Aspen Rae Tengler is a member of Pravana’s Collective and the co-owner of two salons in the Denver metro area. She is making it her mission to achieve a sense of normalcy for her team and for the clients who visit her salons.
“Our guests are so anxious to get that time in the salon again,” Tengler says. “They want to have their color refreshed or their roots done and to get back to feeling like themselves. As we work out what this new way of working looks like, we are trying our best to implement things that help us all feel a little bit more normal.”

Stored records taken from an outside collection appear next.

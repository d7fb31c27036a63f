use std::process::ExitCode;

use clap::Parser;
use miette::IntoDiagnostic;
use tracing_subscriber::EnvFilter;

use glitch_export::app::{App, ExportOptions};
use glitch_export::config::ConfigLoader;
use glitch_export::credentials::{self, StdinPrompter};
use glitch_export::glitch::GlitchHttpClient;
use glitch_export::layout::Layout;
use glitch_export::output::{ConsoleOutput, JsonOutput, OutputMode};

#[derive(Parser)]
#[command(name = "glitch-export")]
#[command(about = "Download all of your Glitch projects, active and archived, with their assets")]
#[command(version, author)]
struct Cli {
    /// Glitch user id (prompted for when omitted)
    #[arg(env = "GLITCH_USER_ID")]
    user_id: Option<String>,

    /// Persistent token (prompted for when omitted)
    #[arg(env = "GLITCH_TOKEN", hide_env_values = true)]
    token: Option<String>,

    /// Do not download assets listed in .glitch-assets
    #[arg(long)]
    no_assets: bool,

    /// Re-download projects that already exist locally
    #[arg(long)]
    no_skip: bool,

    /// Accept invalid TLS certificates when downloading assets
    #[arg(long)]
    force_assets: bool,

    /// Keep the downloaded .tgz archives without unpacking them
    #[arg(long)]
    no_unpack: bool,

    /// Keep archives after unpacking
    #[arg(long)]
    keep_archives: bool,

    /// Path to a glitch-export.json config file
    #[arg(long)]
    config: Option<String>,

    /// Print a JSON report instead of progress lines
    #[arg(long)]
    json: bool,
}

fn main() -> ExitCode {
    if let Err(report) = run() {
        eprintln!("{report:?}");
        return ExitCode::from(1);
    }
    ExitCode::SUCCESS
}

fn run() -> miette::Result<()> {
    tracing_subscriber::fmt()
        .with_env_filter(EnvFilter::from_default_env())
        .with_target(false)
        .with_writer(std::io::stderr)
        .init();

    // Whatever is already on disk stays there.
    ctrlc::set_handler(|| std::process::exit(1)).into_diagnostic()?;

    let cli = Cli::parse();
    let output_mode = if cli.json {
        OutputMode::Json
    } else {
        OutputMode::Console
    };

    let config = ConfigLoader::resolve(cli.config.as_deref()).into_diagnostic()?;
    let options = ExportOptions {
        no_assets: cli.no_assets,
        no_skip: cli.no_skip,
        force_assets: cli.force_assets,
        no_unpack: cli.no_unpack,
        keep_archives: cli.keep_archives,
        page_limit: config.page_limit,
    };

    if matches!(output_mode, OutputMode::Console) {
        ConsoleOutput::print_welcome();
    }
    let credentials =
        credentials::resolve(cli.user_id, cli.token, &mut StdinPrompter::new()).into_diagnostic()?;

    let client = GlitchHttpClient::new(&config).into_diagnostic()?;
    let app = App::new(Layout::new(config.output_dir.clone()), client);

    match output_mode {
        OutputMode::Console => {
            let result = app.export(&credentials, &options, &ConsoleOutput);
            ConsoleOutput::print_finished(&result);
        }
        OutputMode::Json => {
            let result = app.export(&credentials, &options, &JsonOutput);
            JsonOutput::print_export(&result).into_diagnostic()?;
        }
    }
    Ok(())
}
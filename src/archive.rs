use std::fs;
use std::path::{Path, PathBuf};

use flate2::read::GzDecoder;
use tar::Archive;

use crate::error::ExportError;

/// Root directory every Glitch project export unpacks to.
pub const APP_ROOT: &str = "app";

/// Unpacks a gzip-compressed tarball into `target_dir`.
///
/// Entries that would land outside `target_dir` (absolute paths, `..`) are
/// skipped by `tar` itself.
pub fn extract_tgz(archive_path: &Path, target_dir: &Path) -> Result<(), ExportError> {
    let file = fs::File::open(archive_path).map_err(|err| {
        ExportError::Archive(format!("open {}: {err}", archive_path.display()))
    })?;
    let mut archive = Archive::new(GzDecoder::new(file));
    archive.set_preserve_permissions(false);
    archive.set_overwrite(true);
    archive
        .unpack(target_dir)
        .map_err(|err| ExportError::Archive(format!("{}: {err}", archive_path.display())))
}

/// Unpacks `archive_path` into `scratch_dir` and returns the path of its `app` root.
pub fn extract_app(
    archive_path: &Path,
    scratch_dir: &Path,
    title: &str,
) -> Result<PathBuf, ExportError> {
    extract_tgz(archive_path, scratch_dir)?;
    let app_dir = scratch_dir.join(APP_ROOT);
    if !app_dir.is_dir() {
        return Err(ExportError::MissingAppRoot {
            title: title.to_string(),
            expected: app_dir,
        });
    }
    Ok(app_dir)
}

#[cfg(test)]
mod tests {
    use assert_matches::assert_matches;
    use flate2::Compression;
    use flate2::write::GzEncoder;

    use super::*;

    fn write_tgz(path: &Path, files: &[(&str, &[u8])]) {
        let file = fs::File::create(path).unwrap();
        let mut builder = tar::Builder::new(GzEncoder::new(file, Compression::default()));
        for (name, data) in files {
            let mut header = tar::Header::new_gnu();
            header.set_size(data.len() as u64);
            header.set_mode(0o644);
            header.set_cksum();
            builder.append_data(&mut header, name, *data).unwrap();
        }
        builder.into_inner().unwrap().finish().unwrap();
    }

    #[test]
    fn extracts_app_root() {
        let temp = tempfile::tempdir().unwrap();
        let tgz = temp.path().join("p.tgz");
        write_tgz(&tgz, &[("app/index.html", &b"<html>"[..])]);
        let scratch = temp.path().join("scratch");
        fs::create_dir(&scratch).unwrap();

        let app = extract_app(&tgz, &scratch, "p").unwrap();
        assert_eq!(fs::read(app.join("index.html")).unwrap(), b"<html>");
    }

    #[test]
    fn wrong_root_is_rejected() {
        let temp = tempfile::tempdir().unwrap();
        let tgz = temp.path().join("p.tgz");
        write_tgz(&tgz, &[("project/index.html", &b"<html>"[..])]);
        let scratch = temp.path().join("scratch");
        fs::create_dir(&scratch).unwrap();

        let err = extract_app(&tgz, &scratch, "p").unwrap_err();
        assert_matches!(err, ExportError::MissingAppRoot { .. });
    }

    #[test]
    fn garbage_is_an_archive_error() {
        let temp = tempfile::tempdir().unwrap();
        let tgz = temp.path().join("p.tgz");
        fs::write(&tgz, b"<html>not a tarball</html>").unwrap();

        let err = extract_tgz(&tgz, temp.path()).unwrap_err();
        assert_matches!(err, ExportError::Archive(_));
    }
}
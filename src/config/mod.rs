pub mod model;
pub mod resolve;
pub mod secrets;
pub mod validate;

use std::path::Path;

use model::SlotConfig;

/// Read and parse a config file, returning the parsed config alongside the raw
/// source (kept for diagnostic spans).
pub fn load_config(path: &Path) -> anyhow::Result<(SlotConfig, String)> {
    let content = std::fs::read_to_string(path)
        .map_err(|e| anyhow::anyhow!("Failed to read config file {}: {}", path.display(), e))?;
    let config: SlotConfig = toml::from_str(&content)
        .map_err(|e| anyhow::anyhow!("Failed to parse config file {}: {}", path.display(), e))?;
    Ok((config, content))
}
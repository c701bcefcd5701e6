use std::time::Duration;

use async_trait::async_trait;
use bollard::Docker;

use crate::catalog::ServiceDefinition;
use crate::config::model::RuntimeConfig;
use crate::identity::{LABEL_PROJECT, LABEL_SERVICE};
use crate::runtime::{
    container, gpu, image, ResourceUsage, RunningContainer, RuntimeAdapter, RuntimeError,
    RuntimeStatus, RuntimeToken, StopOutcome,
};

/// Extra time allowed for the daemon to answer a stop request beyond the
/// grace period itself.
const STOP_SLACK: Duration = Duration::from_secs(15);
const KILL_TIMEOUT: Duration = Duration::from_secs(10);
const NVIDIA_SMI_TIMEOUT: Duration = Duration::from_secs(10);
/// Exit code of a process terminated by SIGKILL.
const SIGKILL_EXIT: i64 = 137;

/// Substrings in daemon errors that mean the host lacks capacity rather than
/// the request being wrong.
const EXHAUSTION_MARKERS: &[&str] = &[
    "out of memory",
    "cannot allocate memory",
    "insufficient",
    "no space left on device",
    "cuda error: out of memory",
];

/// Docker Engine implementation of [`RuntimeAdapter`].
pub struct DockerRuntime {
    docker: Docker,
    slug: String,
    config: RuntimeConfig,
}

impl DockerRuntime {
    /// Connect to the local daemon and verify it answers.
    pub async fn connect(slug: String, config: RuntimeConfig) -> Result<Self, RuntimeError> {
        let docker = Docker::connect_with_local_defaults()
            .map_err(|e| RuntimeError::Unavailable(format!("connecting to Docker daemon: {e}")))?;
        docker.ping().await.map_err(|e| {
            RuntimeError::Unavailable(format!("cannot connect to Docker daemon: {e}"))
        })?;
        Ok(Self {
            docker,
            slug,
            config,
        })
    }

    async fn confirm_stopped(&self, token: &RuntimeToken) -> Result<StopOutcome, RuntimeError> {
        let state = container::inspect_state(&self.docker, token.reference())
            .await
            .map_err(|e| classify(&e, false))?;
        let status = container::runtime_status(state.as_ref());
        if !status.is_alive() {
            let killed = matches!(status, RuntimeStatus::Exited { code: Some(SIGKILL_EXIT), .. });
            return Ok(if killed {
                StopOutcome::Killed
            } else {
                StopOutcome::Stopped
            });
        }

        tracing::warn!(
            container = %token.container_name,
            grace_secs = self.config.stop_grace_secs,
            "container still running after grace period, killing"
        );
        tokio::time::timeout(
            KILL_TIMEOUT,
            container::kill_container(&self.docker, token.reference()),
        )
        .await
        .map_err(|_| RuntimeError::Failed(format!("kill of {} timed out", token.container_name)))?
        .map_err(|e| classify(&e, false))?;

        let state = container::inspect_state(&self.docker, token.reference())
            .await
            .map_err(|e| classify(&e, false))?;
        if container::runtime_status(state.as_ref()).is_alive() {
            return Err(RuntimeError::Failed(format!(
                "container {} is still running after kill",
                token.container_name
            )));
        }
        Ok(StopOutcome::Killed)
    }
}

#[async_trait]
impl RuntimeAdapter for DockerRuntime {
    async fn start(&self, service: &ServiceDefinition) -> Result<RuntimeToken, RuntimeError> {
        let spec = &service.launch;
        let pull_budget = Duration::from_secs(self.config.pull_timeout_secs);
        tokio::time::timeout(pull_budget, image::ensure_image(&self.docker, &spec.image))
            .await
            .map_err(|_| {
                RuntimeError::LaunchFailed(format!(
                    "pulling {} did not finish within {}",
                    spec.image,
                    humantime::format_duration(pull_budget)
                ))
            })?
            .map_err(|e| classify(&e, true))?;

        let start_budget = Duration::from_secs(self.config.start_timeout_secs);
        let network = self.config.network.as_deref();
        let started = tokio::time::timeout(start_budget, async {
            let id = container::create_container(&self.docker, spec, network).await?;
            container::start_container(&self.docker, &id).await?;
            anyhow::Ok(id)
        })
        .await;

        let error = match started {
            Ok(Ok(id)) => {
                tracing::info!(
                    service = %service.identifier,
                    container = %spec.container_name,
                    "container started"
                );
                return Ok(RuntimeToken {
                    container_name: spec.container_name.clone(),
                    container_id: Some(id),
                });
            }
            Ok(Err(e)) => classify(&e, true),
            Err(_) => RuntimeError::LaunchFailed(format!(
                "container did not start within {}",
                humantime::format_duration(start_budget)
            )),
        };

        // Nothing should be left behind by a failed start.
        if let Err(e) = container::remove_container(&self.docker, &spec.container_name, true).await
        {
            tracing::warn!(
                container = %spec.container_name,
                error = %format!("{e:#}"),
                "failed to remove container after failed start"
            );
        }
        Err(error)
    }

    async fn stop(&self, token: &RuntimeToken) -> Result<StopOutcome, RuntimeError> {
        let state = container::inspect_state(&self.docker, token.reference())
            .await
            .map_err(|e| classify(&e, false))?;
        if !container::runtime_status(state.as_ref()).is_alive() {
            return Ok(StopOutcome::AlreadyStopped);
        }

        let grace = self.config.stop_grace_secs;
        let grace_i32 = i32::try_from(grace).unwrap_or(i32::MAX);
        match tokio::time::timeout(
            Duration::from_secs(grace) + STOP_SLACK,
            container::stop_container(&self.docker, token.reference(), grace_i32),
        )
        .await
        {
            Ok(Ok(())) => {}
            Ok(Err(e)) => {
                let err = classify(&e, false);
                if matches!(err, RuntimeError::Unavailable(_)) {
                    return Err(err);
                }
                tracing::warn!(
                    container = %token.container_name,
                    error = %format!("{e:#}"),
                    "graceful stop failed"
                );
            }
            Err(_) => {
                tracing::warn!(container = %token.container_name, "stop request timed out");
            }
        }

        let outcome = self.confirm_stopped(token).await?;
        if outcome == StopOutcome::Killed {
            tracing::warn!(
                container = %token.container_name,
                grace_secs = grace,
                "container did not exit within grace period and was killed"
            );
        }
        Ok(outcome)
    }

    async fn status(&self, token: &RuntimeToken) -> Result<RuntimeStatus, RuntimeError> {
        let state = container::inspect_state(&self.docker, token.reference())
            .await
            .map_err(|e| classify(&e, false))?;
        Ok(container::runtime_status(state.as_ref()))
    }

    async fn running_services(&self) -> Result<Vec<RunningContainer>, RuntimeError> {
        let summaries = container::list_running(&self.docker)
            .await
            .map_err(|e| classify(&e, false))?;

        Ok(summaries
            .into_iter()
            .filter_map(|summary| {
                let labels = summary.labels.as_ref()?;
                let identifier = labels.get(LABEL_SERVICE).cloned()?;
                let other_project = match labels.get(LABEL_PROJECT) {
                    Some(slug) if *slug == self.slug => None,
                    Some(slug) => Some(slug.clone()),
                    None => Some("unlabelled".to_string()),
                };
                let container_name = summary
                    .names
                    .as_ref()
                    .and_then(|names| names.first())
                    .map(|n| n.trim_start_matches('/').to_string())
                    .unwrap_or_default();
                Some(RunningContainer {
                    identifier,
                    token: RuntimeToken {
                        container_name,
                        container_id: summary.id,
                    },
                    other_project,
                })
            })
            .collect())
    }

    async fn logs(
        &self,
        token: &RuntimeToken,
        max_lines: usize,
    ) -> Result<Vec<String>, RuntimeError> {
        container::tail_logs(&self.docker, token.reference(), max_lines)
            .await
            .map_err(|e| classify(&e, false))
    }

    async fn resource_usage(&self) -> Result<ResourceUsage, RuntimeError> {
        gpu::query(&self.config.nvidia_smi, NVIDIA_SMI_TIMEOUT)
            .await
            .map_err(|e| RuntimeError::Failed(format!("{e:#}")))
    }
}

/// Sort a Docker failure into the runtime taxonomy. Daemon answers become
/// `ResourceExhausted` when they mention capacity, otherwise `LaunchFailed`
/// (during start) or `Failed`; anything that never reached the daemon is
/// `Unavailable`.
pub fn classify(err: &anyhow::Error, launching: bool) -> RuntimeError {
    let detail = format!("{err:#}");
    let server_message = err.chain().find_map(|cause| {
        match cause.downcast_ref::<bollard::errors::Error>() {
            Some(bollard::errors::Error::DockerResponseServerError { message, .. }) => {
                Some(message.clone())
            }
            _ => None,
        }
    });
    let reached_daemon = server_message.is_some()
        || !err
            .chain()
            .any(|cause| cause.downcast_ref::<bollard::errors::Error>().is_some());

    let lowered = detail.to_lowercase();
    if EXHAUSTION_MARKERS.iter().any(|m| lowered.contains(m)) {
        return RuntimeError::ResourceExhausted(server_message.unwrap_or(detail));
    }
    if !reached_daemon {
        return RuntimeError::Unavailable(detail);
    }
    if launching {
        RuntimeError::LaunchFailed(detail)
    } else {
        RuntimeError::Failed(detail)
    }
}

For new clients, and to help prepare for returning clients, Tengler and team are doing many virtual consultations to have an idea of what they will be working with and to have a better idea of how to order color and products. As a bonus, Tengler says this gives her and her team the opportunity to have a face-to-face interaction before you need to be mask-to-mask.
Global Director of Education and Shows at Sexy Hair, Stephanie Polansky has been speaking for months to stylists and salon owners who are feeling very positive as they prepare to swing wide their doors. She says they have put a great deal of thought, time and energy into reimagining services.
Polansky, herself a licensed stylist, says beauty professionals can reinvent ways to pamper their guests by incorporating special touches or by making existing services extra special as a way to connect with clients and make their appointments more meaningful and personalized.
“After you have both washed hands and sanitized, and while color is processing, a relaxing hand massage with scented lotion, maybe an aromatherapy or lavender blend, can have a calming effect on both the receiver and the giver of the massage,” she says. “At the shampoo bowl, it could be very relaxing to have a warm, lightly fragranced towel put over the face as they enjoy an extra-long shampoo.”
Tengler agrees. She is using music and its power to set a mood at her salons. “We’re making sure that the music choice is geared to the clientele we have in the salon,” she says. “We’re asking them before they come in for their appointment what they like to listen to, and we will switch it up during the day. The most important thing is to keep that fun and positive atmosphere that both stylists and clients are used to having.”
Ultimately, no amount of PPE can get in the way of a giving heart. “You may be wearing a mask but you can still see the soul through the eyes,” Feldman says. “I know that expressions will still come across and the welcome we have for our clients will always be felt.”